Document Type : Original Articles

Authors

1 Department of Clinical Science, Science and Research Branch, Islamic Azad University, Tehran, Iran.

2 Department of Pathology, Faculty of Veterinary Medicine, Science and Research Branch, Islamic Azad University, Tehran, Iran

10.32592/ARI.2025.80.2.489

Abstract

Traumatic corneal wounds trigger numerous inflammatory reactions. This severe inflammation can lead to fibrosis or scarring on the cornea's surface by inhibiting the growth of the natural epithelium.
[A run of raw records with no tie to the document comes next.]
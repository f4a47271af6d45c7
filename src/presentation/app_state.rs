// Application state for HTTP handlers
use crate::application::dashboard_session::DashboardSession;
use crate::application::sensor_service::SensorService;
use crate::infrastructure::activity_log::ActivityLog;
use crate::infrastructure::chart_snapshot::ChartSnapshot;
use crate::infrastructure::svg_surface::SvgSurface;
use std::sync::Arc;
use tokio::sync::Mutex;

/// The dashboard as served over HTTP: SVG map plus a polled chart snapshot.
pub type LiveSession = DashboardSession<SvgSurface, ChartSnapshot>;

#[derive(Clone)]
pub struct AppState {
    pub sensor_service: SensorService,
    pub session: Arc<Mutex<LiveSession>>,
    pub activity: Arc<ActivityLog>,
    /// Device polled by the dashboard; any device when unset.
    pub device_ip: Option<String>,
    pub history_limit: usize,
}
// Sensor domain model - readings, devices, control commands and display helpers
use chrono::{DateTime, NaiveDateTime, Utc};
use serde::{Deserialize, Serialize};
use std::fmt;
use std::str::FromStr;

#[derive(Debug, Clone, Default, PartialEq, Serialize, Deserialize)]
#[serde(default, rename_all = "camelCase")]
pub struct SensorReading {
    pub device_ip: Option<String>,
    pub device_id: Option<String>,
    pub timestamp: Option<String>,
    pub moisture: Option<f64>,
    pub temperature: Option<f64>,
    pub humidity: Option<f64>,
    pub ph: Option<f64>,
    pub light: Option<f64>,
    pub command_status: Option<String>,
    #[serde(skip_serializing_if = "Option::is_none")]
    pub device: Option<DeviceInfo>,
    #[serde(skip_serializing_if = "std::ops::Not::not")]
    pub is_aggregated: bool,
}

impl SensorReading {
    pub fn parsed_timestamp(&self) -> Option<DateTime<Utc>> {
        self.timestamp.as_deref().and_then(parse_timestamp)
    }
}

#[derive(Debug, Clone, PartialEq, Serialize, Deserialize)]
#[serde(rename_all = "camelCase")]
pub struct DeviceInfo {
    pub id: String,
    pub ip: String,
    pub port: u16,
    #[serde(rename = "type")]
    pub device_type: String,
    pub registered_at: String,
    pub last_seen: String,
    pub status: String,
}

#[derive(Debug, Clone, PartialEq, Serialize, Deserialize)]
#[serde(rename_all = "camelCase")]
pub struct ControlCommand {
    pub device_ip: String,
    pub command: Option<String>,
    #[serde(skip_serializing_if = "Option::is_none")]
    pub payload: Option<serde_json::Value>,
    #[serde(skip_serializing_if = "Option::is_none")]
    pub issued_at: Option<String>,
    #[serde(skip_serializing_if = "Option::is_none")]
    pub status: Option<String>,
}

impl ControlCommand {
    /// Placeholder returned when nothing is queued for a device.
    pub fn idle(device_ip: &str) -> Self {
        Self {
            device_ip: device_ip.to_string(),
            command: None,
            payload: None,
            issued_at: None,
            status: Some("idle".to_string()),
        }
    }
}

/// History window selected on the dashboard.
#[derive(Debug, Clone, Copy, PartialEq, Eq, Default, Serialize, Deserialize)]
pub enum Timescale {
    #[default]
    #[serde(rename = "1h")]
    Hour,
    #[serde(rename = "1d")]
    Day,
    #[serde(rename = "1m")]
    Month,
    #[serde(rename = "1y")]
    Year,
    #[serde(rename = "all")]
    All,
}

impl Timescale {
    pub fn code(&self) -> &'static str {
        match self {
            Timescale::Hour => "1h",
            Timescale::Day => "1d",
            Timescale::Month => "1m",
            Timescale::Year => "1y",
            Timescale::All => "all",
        }
    }

    pub fn display_name(&self) -> &'static str {
        match self {
            Timescale::Hour => "Last hour",
            Timescale::Day => "Last day",
            Timescale::Month => "Last month",
            Timescale::Year => "Last year",
            Timescale::All => "All data",
        }
    }

    /// Chart x-axis label for a timestamp; unparsable timestamps give "".
    pub fn chart_label(&self, timestamp: Option<DateTime<Utc>>) -> String {
        let Some(ts) = timestamp else {
            return String::new();
        };
        match self {
            Timescale::Hour => ts.format("%H:%M").to_string(),
            Timescale::Day => ts.format("%b %-d %H:%M").to_string(),
            _ => ts.format("%b %-d %y %H:%M").to_string(),
        }
    }
}

impl FromStr for Timescale {
    type Err = String;

    fn from_str(s: &str) -> Result<Self, Self::Err> {
        match s.trim() {
            "1h" => Ok(Timescale::Hour),
            "1d" => Ok(Timescale::Day),
            "1m" => Ok(Timescale::Month),
            "1y" => Ok(Timescale::Year),
            "all" => Ok(Timescale::All),
            other => Err(format!("unknown timescale '{}'", other)),
        }
    }
}

impl fmt::Display for Timescale {
    fn fmt(&self, f: &mut fmt::Formatter<'_>) -> fmt::Result {
        f.write_str(self.code())
    }
}

#[derive(Debug, Clone, Copy, PartialEq, Eq, Default, Serialize, Deserialize)]
pub enum TemperatureUnit {
    #[default]
    #[serde(rename = "C")]
    Celsius,
    #[serde(rename = "F")]
    Fahrenheit,
}

impl TemperatureUnit {
    pub fn code(&self) -> &'static str {
        match self {
            TemperatureUnit::Celsius => "C",
            TemperatureUnit::Fahrenheit => "F",
        }
    }

    pub fn symbol(&self) -> &'static str {
        match self {
            TemperatureUnit::Celsius => "°C",
            TemperatureUnit::Fahrenheit => "°F",
        }
    }

    pub fn from_code(code: &str) -> Option<Self> {
        match code.trim() {
            "C" | "c" => Some(TemperatureUnit::Celsius),
            "F" | "f" => Some(TemperatureUnit::Fahrenheit),
            _ => None,
        }
    }

    pub fn from_celsius(&self, celsius: f64) -> f64 {
        match self {
            TemperatureUnit::Celsius => celsius,
            TemperatureUnit::Fahrenheit => celsius * 9.0 / 5.0 + 32.0,
        }
    }
}

/// Parses API timestamps, tolerating "+00:00Z" / "+00:00" suffixes and zone-less ISO.
pub fn parse_timestamp(raw: &str) -> Option<DateTime<Utc>> {
    let trimmed = raw.trim();
    if trimmed.is_empty() {
        return None;
    }
    let sanitized = if let Some(head) = trimmed.strip_suffix("+00:00Z") {
        format!("{}Z", head)
    } else if let Some(head) = trimmed.strip_suffix("+00:00") {
        format!("{}Z", head)
    } else {
        trimmed.to_string()
    };

    if let Ok(ts) = DateTime::parse_from_rfc3339(&sanitized) {
        return Some(ts.with_timezone(&Utc));
    }
    NaiveDateTime::parse_from_str(&sanitized, "%Y-%m-%dT%H:%M:%S%.f")
        .ok()
        .map(|naive| naive.and_utc())
}

pub fn format_value(value: Option<f64>, precision: usize) -> String {
    match value {
        Some(v) if v.is_finite() => format!("{:.*}", precision, v),
        _ => "--".to_string(),
    }
}

pub fn format_timestamp(value: Option<&str>) -> String {
    match value {
        None => "--".to_string(),
        Some(raw) => match parse_timestamp(raw) {
            Some(ts) => ts.format("%b %-d, %H:%M").to_string(),
            None => raw.to_string(),
        },
    }
}

/// Formatted tile values for the latest reading.
#[derive(Debug, Clone, PartialEq, Serialize)]
#[serde(rename_all = "camelCase")]
pub struct SensorDisplay {
    pub moisture: String,
    pub temperature: String,
    pub temperature_unit: String,
    pub humidity: String,
    pub ph: String,
    pub light: String,
    pub last_updated: String,
    pub command_status: String,
    pub device_status: String,
    pub device_type: String,
    pub device_last_seen: String,
}

impl SensorDisplay {
    pub fn from_reading(reading: &SensorReading, unit: TemperatureUnit) -> Self {
        let device = reading.device.as_ref();
        Self {
            moisture: format_value(reading.moisture, 1),
            temperature: format_value(reading.temperature.map(|t| unit.from_celsius(t)), 1),
            temperature_unit: unit.symbol().to_string(),
            humidity: format_value(reading.humidity, 1),
            ph: format_value(reading.ph, 2),
            light: format_value(reading.light, 0),
            last_updated: format_timestamp(reading.timestamp.as_deref()),
            command_status: reading
                .command_status
                .clone()
                .unwrap_or_else(|| "idle".to_string()),
            device_status: device
                .map(|d| d.status.clone())
                .unwrap_or_else(|| "online".to_string()),
            device_type: device
                .map(|d| d.device_type.clone())
                .unwrap_or_else(|| "soil_sensor".to_string()),
            device_last_seen: format_timestamp(device.map(|d| d.last_seen.as_str())),
        }
    }

    /// Every field blank, as shown while monitoring is paused.
    pub fn blank() -> Self {
        let dash = || "--".to_string();
        Self {
            moisture: dash(),
            temperature: dash(),
            temperature_unit: TemperatureUnit::default().symbol().to_string(),
            humidity: dash(),
            ph: dash(),
            light: dash(),
            last_updated: dash(),
            command_status: dash(),
            device_status: dash(),
            device_type: dash(),
            device_last_seen: dash(),
        }
    }
}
In this study, the healing effects of two simultaneous treatments of small intestine submucosal graft (SIS) and platelet-rich plasma (PRP) in rabbit corneal wound healing were investigated. Twenty white New Zealand rabbits weighing 2.5 to 3 kg, clinically healthy, and with no history of eye disease were selected and divided into four groups (N = 5) and subjected to a wound induction test by crescent knife. Following wound formation, the studied groups included control (absence of corneal wound covering with only physiological serum), PRP+SIS, SIS, and PRP in the form of 1 cc subconjunctival drops of PRP every 12 hours. In groups with SIS, the dressing was placed on the wound with a circumferential suture. With clinical eye examination and fluorescein staining, the wounds were examined in terms of size, infection, turbidity, and edema. 21 days after the operation, half of the animals from each group were killed, and their corneas were evaluated by histopathology. On the 21st day of the study, the PRP+SIS group had the lowest amount of corneal opacity. In the histopathological evaluation, the calculation of the number of rows of epithelium was not significant. The corneas of the PRP and SIS + PRP groups, as well as the SIS group, exhibited significantly less vascularization compared to the control group. The order of stromal collagens was significant in both the SIS group with SIS + PRP and the control group with SIS + PRP. The amount of edema between the control group and the SIS + PRP and PRP groups was significant. The level of inflammation was significantly lower only between the control and SIS+PRP groups had significantly lower levels of inflammation. SIS and PRP alone cannot have the simultaneous use effect that we saw in the SIS and PRP groups. As a result, using the SIS + PRP method in such corneal wounds may be an effective method with less vascularization and inflammation.